Desde quando foi à Europa pela primeira vez, o artista teve contato com as vanguardas europeias, mas longe de se render ao estilo europeu, buscou integrar o que via lá fora aos temas que exaltavam o Brasil.

Na década de 1950, atingiu o auge de seu talento. Sua singularidade o tornou um dos artistas mais valiosos em leilões no mundo inteiro, com obras presentes em museus e coleções particulares por toda a América

Latina, Estados Unidos e Europa.

O pintor faleceu no Rio de Janeiro, em 1976, deixando uma vasta e valiosa contribuição para a arte brasileira.

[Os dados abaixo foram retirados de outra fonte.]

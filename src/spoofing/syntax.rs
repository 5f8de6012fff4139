//! Minimal structural grammars for SPF and DMARC records.
//!
//! Only consulted when the decision table cannot be applied. This is a sanity
//! check on the shape of a record, not an RFC validator.

use std::sync::LazyLock;

use regex::Regex;

const SPF_TERM_PATTERN: &str = r"(?xi)^(?:
    [+\-~?]?(?:
        all
      | include:\S+
      | exists:\S+
      | ptr(?::\S+)?
      | (?:a|mx)(?::[^/\s]+)?(?:/\d{1,2})?(?://\d{1,3})?
      | ip4:\d{1,3}(?:\.\d{1,3}){3}(?:/\d{1,2})?
      | ip6:[0-9a-f:.]+(?:/\d{1,3})?
    )
  | (?:redirect|exp)=\S+
)$";
const DMARC_POLICY_PATTERN: &str = r"(?i)^(?:none|quarantine|reject)$";
const DMARC_ALIGNMENT_PATTERN: &str = r"(?i)^[rs]$";
const DMARC_PCT_PATTERN: &str = r"^(?:100|[1-9]?\d)$";
const DMARC_REPORT_URI_PATTERN: &str = r"(?i)^(?:mailto:)?[^\s,@]+@[^\s,@!]+(?:![0-9]+[kmgt]?)?$";
const DMARC_RF_PATTERN: &str = r"(?i)^(?:afrf|iodef)(?::(?:afrf|iodef))*$";
const DMARC_FO_PATTERN: &str = r"(?i)^[01ds](?::[01ds])*$";
const DMARC_RI_PATTERN: &str = r"^\d{1,10}$";
const DMARC_TAG_NAME_PATTERN: &str = r"^[a-z][a-z0-9]*$";

/// Compiles one of the constant patterns above; failure is a programming error.
fn compile_regex_unsafe(pattern: &str, context: &str) -> Regex {
    Regex::new(pattern).unwrap_or_else(|e| {
        panic!(
            "Failed to compile regex pattern '{}' in {}: {}. This is a programming error.",
            pattern, context, e
        )
    })
}

static SPF_TERM: LazyLock<Regex> =
    LazyLock::new(|| compile_regex_unsafe(SPF_TERM_PATTERN, "SPF_TERM"));
static DMARC_POLICY: LazyLock<Regex> =
    LazyLock::new(|| compile_regex_unsafe(DMARC_POLICY_PATTERN, "DMARC_POLICY"));
static DMARC_ALIGNMENT: LazyLock<Regex> =
    LazyLock::new(|| compile_regex_unsafe(DMARC_ALIGNMENT_PATTERN, "DMARC_ALIGNMENT"));
static DMARC_PCT: LazyLock<Regex> =
    LazyLock::new(|| compile_regex_unsafe(DMARC_PCT_PATTERN, "DMARC_PCT"));
static DMARC_REPORT_URI: LazyLock<Regex> =
    LazyLock::new(|| compile_regex_unsafe(DMARC_REPORT_URI_PATTERN, "DMARC_REPORT_URI"));
static DMARC_RF: LazyLock<Regex> =
    LazyLock::new(|| compile_regex_unsafe(DMARC_RF_PATTERN, "DMARC_RF"));
static DMARC_FO: LazyLock<Regex> =
    LazyLock::new(|| compile_regex_unsafe(DMARC_FO_PATTERN, "DMARC_FO"));
static DMARC_RI: LazyLock<Regex> =
    LazyLock::new(|| compile_regex_unsafe(DMARC_RI_PATTERN, "DMARC_RI"));
static DMARC_TAG_NAME: LazyLock<Regex> =
    LazyLock::new(|| compile_regex_unsafe(DMARC_TAG_NAME_PATTERN, "DMARC_TAG_NAME"));

/// `v=spf1` followed only by known mechanisms and modifiers.
pub fn is_valid_spf(record: &str) -> bool {
    let mut terms = record.split_whitespace();
    match terms.next() {
        Some(version) if version.eq_ignore_ascii_case("v=spf1") => {}
        _ => return false,
    }
    terms.all(|term| SPF_TERM.is_match(term))
}

fn valid_report_uris(value: &str) -> bool {
    value
        .split(',')
        .all(|uri| DMARC_REPORT_URI.is_match(uri.trim()))
}

/// `v=DMARC1` first, a `p=` tag, and well-formed values for every known tag.
pub fn is_valid_dmarc(record: &str) -> bool {
    let mut tags = record
        .split(';')
        .map(str::trim)
        .filter(|pair| !pair.is_empty());

    match tags.next().and_then(|first| first.split_once('=')) {
        Some((v, version)) if v.trim() == "v" && version.trim() == "DMARC1" => {}
        _ => return false,
    }

    let mut has_policy = false;
    for pair in tags {
        let Some((tag, value)) = pair.split_once('=') else {
            return false;
        };
        let tag = tag.trim().to_ascii_lowercase();
        let value = value.trim();
        let valid = match tag.as_str() {
            "p" => {
                has_policy = true;
                DMARC_POLICY.is_match(value)
            }
            "sp" => DMARC_POLICY.is_match(value),
            "aspf" | "adkim" => DMARC_ALIGNMENT.is_match(value),
            "pct" => DMARC_PCT.is_match(value),
            "rua" | "ruf" => valid_report_uris(value),
            "rf" => DMARC_RF.is_match(value),
            "fo" => DMARC_FO.is_match(value),
            "ri" => DMARC_RI.is_match(value),
            // unknown tags are allowed as long as they look like tags
            _ => DMARC_TAG_NAME.is_match(&tag),
        };
        if !valid {
            return false;
        }
    }
    has_policy
}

Normalmente, eu agora faria uma análise sobre as formas, cores, estilo e composição desta obra de arte. Mas diante do ocorrido no dia 8 de janeiro de 2023, vou falar sobre a importância desta obra e sobre a tentativa de destruí-la. Não é “só um Di Cavalcanti”. São tempos difíceis para aqueles que, assim como eu, veem na arte uma forma de preservar e contar a história da humanidade.

Os recentes ataques ao patrimônio público, às instituições e à arte na Praça dos Três Poderes, em Brasília, revelam não somente a polarização da sociedade, como também o descaso de uma parcela pequena, porém barulhenta, da população com a cultura do Brasil. A tela As Mulatas foi uma das muitas obras vandalizadas e pode ser vista como uma síntese do ódio de um grupo para com a nossa cultura.

A obra, hoje com valor estimado em 8 milhões de reais, que teve sete perfurações após os ataques ao Palácio do Planalto, Congresso Nacional e Supremo Tribunal Federal, traz a representação de mulheres negras e brasileiras “comuns”, reunidas em atividades cotidianas. Ainda que o nome do quadro seja problemático, a cena ilustra não aqueles que sempre tiveram lugar nas pinturas tradicionais, mas mulheres que antes não eram vistas como potenciais protagonistas em obras de arte.

Assim como publicado pela antropóloga Lilia Schwarcz em um post em suas redes sociais, “toda vez que governos autoritários atacam a democracia, a arte sofre”. Além dos danos a diversas obras, o Museu Nacional da República também recebeu ameaças de depredação. Ocorridos como esse refletem como a arte e a cultura brasileira foram tratadas pelo último governo, que nunca demonstrou apoio às formas de expressão plurais que promovem o pensar crítico e questionador.

Mesmo que os criminosos não tenham pensado na relevância histórica de Di Cavalcanti e no que a obra As Mulatas representa, a destruição da pintura pode ser analisada de forma simbólica dentro da atual conjuntura do país. O dano não é apenas a uma simples obra de arte (que já seria muito), mas a ideia de pensar o Brasil através de outra perspectiva. É a analogia perfeita sobre a tentativa de destruição do avanço das discussões relacionadas à cultura brasileira e protagonismo social.

Embora tenha sido depredada, ela ainda existe e resiste. Mesmo com rasgos no meio da tela, ainda podemos ver a imagem representada. Acredito ser esse o ponto onde essa obra e nossa democracia se encontram: apesar de existirem pessoas que querem destruí-la, apagá-la, ela continua visível, estampada.

Esse acontecimento doeu em todos aqueles que entendem a importância da arte para a construção de uma nação saudável, inteligente e reflexiva. Mas felizmente o golpe não deu certo. Foi tão triste quanto patético. Seguiremos sempre firmes, honrando e defendendo nossa arte e nossa (inegociável) democracia.